** Opening RECORDS TO USE block **

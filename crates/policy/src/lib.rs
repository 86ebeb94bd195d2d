//! Perch Sandbox Policy
//!
//! Produces interpreter states that cannot escape the virtual data root or
//! invoke dangerous host operations, while keeping a usable standard-library
//! surface (base, coroutine, string, table, math, utf8, a restricted `os`,
//! a restricted module system).
//!
//! Default posture: everything not explicitly offered is absent. The native
//! library loader never exists, the two C module searchers are removed, and
//! every path a script can name is resolved through the root jail before
//! the real filesystem is touched.

use std::sync::Arc;

use mlua::{
    Function, IntoLuaMulti, Lua, LuaOptions, MultiValue, StdLib, Table, Value, Variadic,
};

use perch_vfs::VirtualRoot;

/// `os` entries removed after the standard library loads.
///
/// `exit` is stripped alongside the listed process/file primitives: a script
/// must never be able to terminate the host process.
const STRIPPED_OS_FUNCTIONS: &[&str] =
    &["execute", "tmpname", "remove", "rename", "getenv", "exit"];

/// The closed module search path, rooted at the virtual filesystem.
const MODULE_SEARCH_PATH: &str = "?.lua;?/init.lua";

/// Errors raised while building a sandboxed state.
#[derive(Debug, thiserror::Error)]
pub enum SandboxError {
    #[error("interpreter setup failed: {0}")]
    Setup(#[from] mlua::Error),
}

/// Sandbox configuration applied to every fresh interpreter state.
pub struct Sandbox {
    root: Arc<VirtualRoot>,
    memory_limit: Option<usize>,
}

impl Sandbox {
    pub fn new(root: Arc<VirtualRoot>) -> Self {
        Self {
            root,
            memory_limit: None,
        }
    }

    /// Cap the interpreter's allocation; exceeding it surfaces as an
    /// out-of-memory script error, never a host abort.
    #[must_use]
    pub fn with_memory_limit(mut self, bytes: usize) -> Self {
        self.memory_limit = Some(bytes);
        self
    }

    /// Create a fresh state with the safe standard libraries, strip the
    /// dangerous `os` entries, and apply the module-system patch.
    pub fn open(&self) -> Result<Lua, SandboxError> {
        let libs = StdLib::COROUTINE
            | StdLib::TABLE
            | StdLib::STRING
            | StdLib::UTF8
            | StdLib::MATH
            | StdLib::OS
            | StdLib::PACKAGE;
        let lua = Lua::new_with(libs, LuaOptions::default())?;

        if let Some(limit) = self.memory_limit {
            lua.set_memory_limit(limit)?;
        }

        let globals = lua.globals();

        let os_table: Table = globals.get("os")?;
        for name in STRIPPED_OS_FUNCTIONS {
            os_table.set(*name, Value::Nil)?;
        }

        // The real debug library is never loaded; scripts still get a table
        // so `debug.debug()` stalls nothing and `debug.traceback(msg)` keeps
        // the message-passthrough contract.
        let debug_table = lua.create_table()?;
        debug_table.set("debug", lua.create_function(|_, ()| Ok(()))?)?;
        debug_table.set(
            "traceback",
            lua.create_function(|_, args: Variadic<Value>| {
                for value in args {
                    if let Value::String(s) = value {
                        return Ok(Value::String(s));
                    }
                }
                Ok(Value::Nil)
            })?,
        )?;
        globals.set("debug", debug_table)?;

        // Script prints land in the host log, not the host terminal.
        globals.set(
            "print",
            lua.create_function(|_, args: Variadic<Value>| {
                let line = args
                    .iter()
                    .map(display_value)
                    .collect::<Vec<_>>()
                    .join("\t");
                tracing::info!(target: "script", "{line}");
                Ok(())
            })?,
        )?;

        self.patch(&lua)?;
        Ok(lua)
    }

    /// Rewrite the module system so every load goes through the root jail.
    pub fn patch(&self, lua: &Lua) -> Result<(), SandboxError> {
        let globals = lua.globals();
        let package: Table = globals.get("package")?;

        package.set("loadlib", Value::Nil)?;
        package.set("cpath", "")?;
        package.set("path", MODULE_SEARCH_PATH)?;

        // Searcher 1 (preload) stays. Searcher 2 becomes the jailed script
        // searcher. Searchers 3 and 4 (C loader, all-in-one) are removed;
        // the loader loop stops at the first nil entry.
        let searchers: Table = package.get("searchers")?;
        let root = self.root.clone();
        searchers.raw_set(
            2,
            lua.create_function(move |lua, name: String| {
                let package: Table = lua.globals().get("package")?;
                let path: String = package.get("path")?;
                match search_module(&root, &name, &path) {
                    Ok((virtual_path, source)) => {
                        let loader = lua
                            .load(source.as_str())
                            .set_name(format!("@{virtual_path}"))
                            .into_function()?;
                        (loader, virtual_path).into_lua_multi(lua)
                    }
                    Err(message) => message.into_lua_multi(lua),
                }
            })?,
        )?;
        searchers.raw_set(3, Value::Nil)?;
        searchers.raw_set(4, Value::Nil)?;

        let root = self.root.clone();
        let loadfile = lua.create_function(move |lua, path: String| {
            match load_chunk(lua, &root, &path) {
                Ok(func) => func.into_lua_multi(lua),
                Err(message) => (Value::Nil, message).into_lua_multi(lua),
            }
        })?;
        globals.set("loadfile", loadfile)?;

        let root = self.root.clone();
        let dofile = lua.create_function(move |lua, path: String| {
            let func = load_chunk(lua, &root, &path).map_err(mlua::Error::RuntimeError)?;
            func.call::<MultiValue>(())
        })?;
        globals.set("dofile", dofile)?;

        Ok(())
    }
}

/// Resolve a dotted module name against the search path, jailing every
/// candidate. Success returns the virtual path and the file contents;
/// failure returns a Lua-convention searcher message listing what was tried.
fn search_module(
    root: &VirtualRoot,
    name: &str,
    path: &str,
) -> Result<(String, String), String> {
    let slashed = name.replace('.', "/");
    let mut tried = String::new();
    for pattern in path.split(';').filter(|p| !p.is_empty()) {
        let candidate = pattern.replace('?', &slashed);
        match root.jail(&candidate) {
            Ok(_) if root.is_dir(&candidate) => {
                tried.push_str(&format!("\n\tno file '{candidate}' (is a directory)"));
            }
            Ok(_) => match root.read_to_string(&candidate) {
                Ok(source) => return Ok((candidate, source)),
                Err(err) => tried.push_str(&format!("\n\tno file '{candidate}' ({err})")),
            },
            Err(err) => tried.push_str(&format!("\n\tno file '{candidate}' ({err})")),
        }
    }
    Err(tried)
}

/// Load a single file as a chunk through the jail. Directories and
/// resolution failures come back as descriptive strings for the
/// `nil, message` convention.
fn load_chunk(lua: &Lua, root: &VirtualRoot, path: &str) -> Result<Function, String> {
    if root.is_dir(path) {
        return Err(format!("cannot load '{path}': is a directory"));
    }
    let source = root
        .read_to_string(path)
        .map_err(|err| format!("cannot load '{path}': {err}"))?;
    lua.load(source.as_str())
        .set_name(format!("@{path}"))
        .into_function()
        .map_err(|err| format!("cannot load '{path}': {err}"))
}

fn display_value(value: &Value) -> String {
    match value {
        Value::Nil => "nil".to_string(),
        Value::Boolean(b) => b.to_string(),
        Value::Integer(i) => i.to_string(),
        Value::Number(n) => n.to_string(),
        Value::String(s) => s.to_string_lossy().to_string(),
        other => format!("<{}>", other.type_name()),
    }
}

** Closing RECORDS TO USE block **

§ PROBLEM TO SOLVE
Across the listing above, find all lines where the word "args" is present and copy them.

§ TASK RESULT
            lua.create_function(|_, args: Variadic<Value>| {
                for value in args {
            lua.create_function(|_, args: Variadic<Value>| {
                let line = args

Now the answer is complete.